A paycheck is essentially a bribe to get you to do something you would otherwise not do. Most people would rather sleep in, take a relaxing drive to the gym, read a good book, catch up on Lost and eat out at expensive restaurants, rather than sit in a monochrome cubicle for eight hours strait.
By capping executive salaries, or any salaries for that matter, you will have the most talented executives leaving the banking industry for more lucrative careers where earning potential will not be limited.
Inversely when you can only pay an executive a mere 500 large, you get a 500k executive. Okay, let’s put that in some more scaled down terms if you actually think that $500,000 is a lot of money.

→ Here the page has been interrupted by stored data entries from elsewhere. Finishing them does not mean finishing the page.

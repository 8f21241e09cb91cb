//! Game rules for tic-tac-toe.
//!
//! This module contains pure functions for evaluating game state
//! according to tic-tac-toe rules. Rules are separated from board
//! storage so the move engine and the game session share one evaluator.

pub mod draw;
pub mod win;

pub use draw::{check_draw, is_full};
pub use win::{LINES, WinningLine, check_winner};

use super::{Board, Player};
use serde::{Deserialize, Serialize};
use tracing::instrument;

/// Result of evaluating a board.
#[derive(Debug, Clone, Copy, PartialEq, Eq, Hash, Serialize, Deserialize)]
pub enum MoveResult {
    /// No line is complete and empty squares remain.
    NoResult,
    /// A player holds a complete line.
    Win {
        /// The winning player.
        player: Player,
        /// The completed line.
        line: WinningLine,
    },
    /// Board is full with no completed line.
    Draw,
}

impl MoveResult {
    /// Returns true if the game is over.
    pub fn is_terminal(&self) -> bool {
        !matches!(self, MoveResult::NoResult)
    }

    /// Returns the winner if there is one.
    pub fn winner(&self) -> Option<Player> {
        match self {
            MoveResult::Win { player, .. } => Some(*player),
            _ => None,
        }
    }
}

impl std::fmt::Display for MoveResult {
    fn fmt(&self, f: &mut std::fmt::Formatter<'_>) -> std::fmt::Result {
        match self {
            MoveResult::NoResult => write!(f, "In progress"),
            MoveResult::Win { player, line } => write!(f, "{} wins on {}", player, line),
            MoveResult::Draw => write!(f, "Draw"),
        }
    }
}

/// Evaluates the board: a win takes precedence over a full board.
#[instrument(skip(board), fields(board = %board))]
pub fn evaluate(board: &Board) -> MoveResult {
    if let Some((player, line)) = check_winner(board) {
        MoveResult::Win { player, line }
    } else if check_draw(board) {
        MoveResult::Draw
    } else {
        MoveResult::NoResult
    }
}
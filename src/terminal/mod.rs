//! Line-based terminal front end.
//!
//! Owns everything that is not game logic: reading stdin, printing the
//! board, pacing the AI, and updating the stats file after each game.

mod orchestrator;
pub mod players;

pub use orchestrator::{GameEvent, Orchestrator};

use crate::config::{AppConfig, GameMode};
use crate::engine::RngSource;
use crate::games::tictactoe::{GameStatus, Player};
use crate::stats::{Stats, StatsStore};
use anyhow::{Context, Result};
use players::{AiPlayer, GamePlayer, HumanPlayer};
use std::io::BufRead;
use tokio::sync::mpsc;
use tracing::{info, instrument, warn};

/// Options for one `play` session.
#[derive(Debug, Clone, derive_new::new)]
pub struct PlayOptions {
    /// Resolved configuration.
    pub config: AppConfig,
    /// Number of games to play back to back.
    pub games: u32,
    /// Seed for the AI's random source; entropy when absent.
    pub seed: Option<u64>,
}

/// Runs interactive games on stdin/stdout.
#[instrument(skip_all, fields(mode = %options.config.mode(), games = options.games))]
pub async fn run_play(options: PlayOptions) -> Result<Stats> {
    let config = &options.config;
    let store = StatsStore::new(config.stats_path());
    let mut stats = store.load().context("Failed to load stats")?;

    let (line_tx, line_rx) = mpsc::unbounded_channel();
    std::thread::spawn(move || forward_stdin(line_tx));

    let (event_tx, event_rx) = mpsc::unbounded_channel();
    let renderer = tokio::spawn(render_events(event_rx));

    let (player_x, player_o) = build_players(config, options.seed, line_rx);
    let mut orchestrator = Orchestrator::new(player_x, player_o, event_tx);

    for round in 1..=options.games {
        info!(round, "Starting game");
        let status = orchestrator.run().await?;
        stats.record(&status);
        if let Err(err) = store.save(&stats) {
            warn!(%err, "Could not save stats");
        }
        orchestrator.restart();
    }

    drop(orchestrator);
    renderer.await.context("Renderer task failed")?;
    println!("{}", stats);
    Ok(stats)
}

/// Pairs up players for the configured mode. Humans share one input stream.
fn build_players(
    config: &AppConfig,
    seed: Option<u64>,
    line_rx: mpsc::UnboundedReceiver<String>,
) -> (Box<dyn GamePlayer>, Box<dyn GamePlayer>) {
    match config.mode() {
        GameMode::Pvp => {
            let player_x = HumanPlayer::new("Player X", line_rx);
            let player_o: Box<dyn GamePlayer> = Box::new(player_x.sharing_input("Player O"));
            (Box::new(player_x) as Box<dyn GamePlayer>, player_o)
        }
        GameMode::Ai => {
            let rng = match seed {
                Some(seed) => RngSource::seeded(seed),
                None => RngSource::from_entropy(),
            };
            let difficulty = *config.difficulty();
            let ai: Box<dyn GamePlayer> = Box::new(
                AiPlayer::new(format!("AI ({})", difficulty), difficulty, rng)
                    .with_delay(config.ai_delay()),
            );
            let human: Box<dyn GamePlayer> = Box::new(HumanPlayer::new("You", line_rx));
            match config.ai_mark() {
                Player::X => (ai, human),
                Player::O => (human, ai),
            }
        }
    }
}

/// Forwards stdin lines from a dedicated thread, so a pending read never
/// holds up runtime shutdown.
fn forward_stdin(line_tx: mpsc::UnboundedSender<String>) {
    for line in std::io::stdin().lock().lines() {
        match line {
            Ok(line) => {
                if line_tx.send(line).is_err() {
                    break;
                }
            }
            Err(err) => {
                warn!(%err, "Failed to read stdin");
                break;
            }
        }
    }
}

async fn render_events(mut event_rx: mpsc::UnboundedReceiver<GameEvent>) {
    while let Some(event) = event_rx.recv().await {
        match event {
            GameEvent::StateChanged(board) => println!("\n{}\n", board),
            GameEvent::Thinking { player, mark } => println!("{}'s Turn ({})", mark, player),
            GameEvent::MoveMade { player, position } => {
                println!("{} played {}", player, position)
            }
            GameEvent::MoveRejected { player, reason } => {
                println!("{}: {}, try again", player, reason)
            }
            GameEvent::GameOver { status, winner } => match (status, winner) {
                (GameStatus::Won { line, .. }, Some(name)) => {
                    println!("{} ({}) on {}", status, name, line)
                }
                _ => println!("{}", status),
            },
        }
    }
}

If you ran a restaurant and you were only going to pay your cook $1 per hour that he worked how good of a cook do you think you would get? Sure you would get the Wolfgang Puck of most third-world countries for that rate, but for our little example let’s assume your restaurant is somewhere in North America.
The answer is that you would get either no one willing to do the job for that amount or someone so terrible at their job that they are only worth one dollar per hour.
An executive worth only $500,000 in our society is a pretty bad executive. This would lead to a talent vacuum in the financial markets which would put them in further disarray, leading to more government intervention, regulation and socialization of our private sector. Then again, that’s probably just Obama’s master plan.